Exercise: Across the entries below, how many lines include "matches"? Give the number and nothing else.

Stored items
+--

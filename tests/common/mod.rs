//! Shared utilities for integration testing.

use std::net::SocketAddr;
use std::sync::atomic::{AtomicBool, Ordering};
use std::sync::Mutex;

use axum::http::header::{HOST, SEC_WEBSOCKET_KEY, SEC_WEBSOCKET_VERSION, UPGRADE};
use axum::http::{HeaderMap, HeaderValue, Method};
use bytes::Bytes;

use wsgate::admission::UpgradeRequest;
use wsgate::dispatch::{Transport, TransportError};

/// Transport that records every outbound frame as a readable string.
#[derive(Default)]
pub struct RecordingTransport {
    sent: Mutex<Vec<String>>,
    closed: AtomicBool,
}

impl RecordingTransport {
    pub fn sent(&self) -> Vec<String> {
        self.sent.lock().unwrap().clone()
    }
}

impl Transport for RecordingTransport {
    fn send_text(&self, text: &str) -> Result<(), TransportError> {
        if !self.is_active() {
            return Err(TransportError::Closed);
        }
        self.sent.lock().unwrap().push(text.to_owned());
        Ok(())
    }

    fn send_binary(&self, data: Bytes) -> Result<(), TransportError> {
        if !self.is_active() {
            return Err(TransportError::Closed);
        }
        self.sent.lock().unwrap().push(format!("bin:{}", data.len()));
        Ok(())
    }

    fn close(&self) {
        self.closed.store(true, Ordering::SeqCst);
    }

    fn is_active(&self) -> bool {
        !self.closed.load(Ordering::SeqCst)
    }

    fn remote_addr(&self) -> Option<SocketAddr> {
        None
    }
}

/// A well-formed upgrade request for the given path.
pub fn upgrade_request(path: &str) -> UpgradeRequest {
    let mut headers = HeaderMap::new();
    headers.insert(HOST, HeaderValue::from_static("localhost:9001"));
    headers.insert(UPGRADE, HeaderValue::from_static("websocket"));
    headers.insert(
        SEC_WEBSOCKET_KEY,
        HeaderValue::from_static("dGhlIHNhbXBsZSBub25jZQ=="),
    );
    headers.insert(SEC_WEBSOCKET_VERSION, HeaderValue::from_static("13"));
    UpgradeRequest::new(Method::GET, path.parse().unwrap(), headers)
}
//! Argument resolver chain.
//!
//! # Responsibilities
//! - Decide at registration time which resolver feeds each parameter slot
//! - Convert one raw event context into one typed argument at dispatch time
//!
//! # Design Decisions
//! - Fixed priority order, first match wins:
//!   session → headers → text → throwable → binary → path-param → event
//! - `supports` is a pure predicate over (parameter kind, enclosing role)
//! - Registration already proved every slot resolvable, so a dispatch-time
//!   failure is a hard error: the event is dropped and logged, never thrown
//!   into the I/O task

use std::sync::Arc;

use bytes::Bytes;
use thiserror::Error;

use crate::admission::UpgradeRequest;
use crate::dispatch::{Connection, EventPayload};

use super::param::{ArgValue, ParamKind, ParamSpec, ScalarType};
use super::role::Role;

/// Failure while converting an event context into a method argument.
#[derive(Debug, Error)]
pub enum BindError {
    /// A declared value could not be converted to the parameter's type.
    ///
    /// During pre-handshake this propagates to the admission pipeline and
    /// becomes a bad-request rejection; everywhere else it is logged and the
    /// event is dropped.
    #[error("cannot convert {value:?} to {expected} for parameter {param:?}")]
    TypeMismatch {
        param: String,
        expected: &'static str,
        value: String,
    },

    /// An argument slot held a value of the wrong shape.
    #[error("argument slot {index} holds {found}, expected {expected}")]
    Slot {
        index: usize,
        expected: &'static str,
        found: &'static str,
    },

    /// The dispatched role requires an attached session and none exists.
    #[error("no session attached to connection")]
    NoSession,

    /// The raw event payload does not carry what the parameter needs.
    #[error("event payload does not carry a {0} value")]
    PayloadKind(&'static str),
}

/// The raw context of one dispatched event.
#[derive(Debug, Clone, Copy)]
pub enum RawEvent<'a> {
    /// Admission-time dispatch (before-handshake, open) with the request.
    Request(&'a UpgradeRequest),
    /// Text frame payload.
    Text(&'a str),
    /// Binary frame payload.
    Binary(&'a Bytes),
    /// Error being reported to the handler.
    Error(&'a Arc<dyn std::error::Error + Send + Sync>),
    /// Generic event payload.
    Event(&'a EventPayload),
    /// No payload (close).
    None,
}

/// Strategy converting one raw event context into one typed argument.
pub trait ArgumentResolver: Send + Sync {
    fn name(&self) -> &'static str;

    /// Total, side-effect-free predicate over parameter metadata.
    fn supports(&self, param: &ParamSpec, role: Role) -> bool;

    fn resolve(
        &self,
        param: &ParamSpec,
        conn: &Connection,
        event: &RawEvent<'_>,
    ) -> Result<ArgValue, BindError>;
}

/// The fixed resolver chain, in priority order.
pub(crate) fn default_resolvers() -> &'static [&'static dyn ArgumentResolver] {
    static CHAIN: [&(dyn ArgumentResolver); 7] = [
        &SessionResolver,
        &HeadersResolver,
        &TextResolver,
        &ThrowableResolver,
        &BinaryResolver,
        &PathParamResolver,
        &EventResolver,
    ];
    &CHAIN
}

pub(crate) struct SessionResolver;

impl ArgumentResolver for SessionResolver {
    fn name(&self) -> &'static str {
        "session"
    }

    fn supports(&self, param: &ParamSpec, _role: Role) -> bool {
        matches!(param.kind(), ParamKind::Session)
    }

    fn resolve(
        &self,
        _param: &ParamSpec,
        conn: &Connection,
        _event: &RawEvent<'_>,
    ) -> Result<ArgValue, BindError> {
        conn.session().map(ArgValue::Session).ok_or(BindError::NoSession)
    }
}

pub(crate) struct HeadersResolver;

impl ArgumentResolver for HeadersResolver {
    fn name(&self) -> &'static str {
        "headers"
    }

    fn supports(&self, param: &ParamSpec, _role: Role) -> bool {
        matches!(param.kind(), ParamKind::Headers)
    }

    fn resolve(
        &self,
        _param: &ParamSpec,
        conn: &Connection,
        event: &RawEvent<'_>,
    ) -> Result<ArgValue, BindError> {
        if let Some(headers) = conn.headers() {
            return Ok(ArgValue::Headers(headers));
        }
        match event {
            RawEvent::Request(req) => Ok(ArgValue::Headers(req.headers().clone())),
            _ => Err(BindError::PayloadKind("headers")),
        }
    }
}

pub(crate) struct TextResolver;

impl ArgumentResolver for TextResolver {
    fn name(&self) -> &'static str {
        "text"
    }

    fn supports(&self, param: &ParamSpec, role: Role) -> bool {
        matches!(param.kind(), ParamKind::Text) && role == Role::OnMessage
    }

    fn resolve(
        &self,
        _param: &ParamSpec,
        _conn: &Connection,
        event: &RawEvent<'_>,
    ) -> Result<ArgValue, BindError> {
        match event {
            RawEvent::Text(text) => Ok(ArgValue::Text((*text).to_owned())),
            _ => Err(BindError::PayloadKind("text")),
        }
    }
}

pub(crate) struct ThrowableResolver;

impl ArgumentResolver for ThrowableResolver {
    fn name(&self) -> &'static str {
        "throwable"
    }

    fn supports(&self, param: &ParamSpec, role: Role) -> bool {
        matches!(param.kind(), ParamKind::Error) && role == Role::OnError
    }

    fn resolve(
        &self,
        _param: &ParamSpec,
        _conn: &Connection,
        event: &RawEvent<'_>,
    ) -> Result<ArgValue, BindError> {
        match event {
            RawEvent::Error(err) => Ok(ArgValue::Error(Arc::clone(err))),
            _ => Err(BindError::PayloadKind("error")),
        }
    }
}

pub(crate) struct BinaryResolver;

impl ArgumentResolver for BinaryResolver {
    fn name(&self) -> &'static str {
        "binary"
    }

    fn supports(&self, param: &ParamSpec, role: Role) -> bool {
        matches!(param.kind(), ParamKind::Binary) && role == Role::OnBinary
    }

    fn resolve(
        &self,
        _param: &ParamSpec,
        _conn: &Connection,
        event: &RawEvent<'_>,
    ) -> Result<ArgValue, BindError> {
        match event {
            RawEvent::Binary(data) => Ok(ArgValue::Binary((*data).clone())),
            _ => Err(BindError::PayloadKind("binary")),
        }
    }
}

pub(crate) struct PathParamResolver;

impl PathParamResolver {
    fn convert(name: &str, raw: &str, ty: ScalarType) -> Result<ArgValue, BindError> {
        let mismatch = || BindError::TypeMismatch {
            param: name.to_owned(),
            expected: ty.as_str(),
            value: raw.to_owned(),
        };
        match ty {
            ScalarType::Str => Ok(ArgValue::Str(raw.to_owned())),
            ScalarType::I64 => raw.parse().map(ArgValue::Int).map_err(|_| mismatch()),
            ScalarType::F64 => raw.parse().map(ArgValue::Float).map_err(|_| mismatch()),
            ScalarType::Bool => raw.parse().map(ArgValue::Bool).map_err(|_| mismatch()),
        }
    }
}

impl ArgumentResolver for PathParamResolver {
    fn name(&self) -> &'static str {
        "path-param"
    }

    fn supports(&self, param: &ParamSpec, _role: Role) -> bool {
        matches!(param.kind(), ParamKind::PathParam { .. })
    }

    fn resolve(
        &self,
        param: &ParamSpec,
        conn: &Connection,
        event: &RawEvent<'_>,
    ) -> Result<ArgValue, BindError> {
        let ParamKind::PathParam { name, default, ty, repeated } = param.kind() else {
            return Err(BindError::PayloadKind("path-param"));
        };

        // Query parameters are decoded once per connection and cached.
        if !conn.query_cached() {
            if let RawEvent::Request(req) = event {
                conn.cache_query(req.query_params());
            }
        }

        // Template variables extracted by the path matcher take priority.
        let values: Option<Vec<String>> = match conn.path_var(name) {
            Some(v) => Some(vec![v]),
            None => conn.query_values(name),
        };

        match values {
            None => match default {
                Some(fallback) => {
                    if *repeated {
                        Ok(ArgValue::StrList(vec![fallback.clone()]))
                    } else {
                        Self::convert(name, fallback, *ty)
                    }
                }
                None => Ok(ArgValue::None),
            },
            Some(values) if *repeated => Ok(ArgValue::StrList(values)),
            Some(values) => match values.first() {
                Some(first) => Self::convert(name, first, *ty),
                None => Ok(ArgValue::None),
            },
        }
    }
}

pub(crate) struct EventResolver;

impl ArgumentResolver for EventResolver {
    fn name(&self) -> &'static str {
        "event"
    }

    fn supports(&self, param: &ParamSpec, role: Role) -> bool {
        matches!(param.kind(), ParamKind::Event) && role == Role::OnEvent
    }

    fn resolve(
        &self,
        _param: &ParamSpec,
        _conn: &Connection,
        event: &RawEvent<'_>,
    ) -> Result<ArgValue, BindError> {
        match event {
            RawEvent::Event(payload) => Ok(ArgValue::Event((*payload).clone())),
            RawEvent::None => Ok(ArgValue::None),
            _ => Err(BindError::PayloadKind("event")),
        }
    }
}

+--

Answer box: 7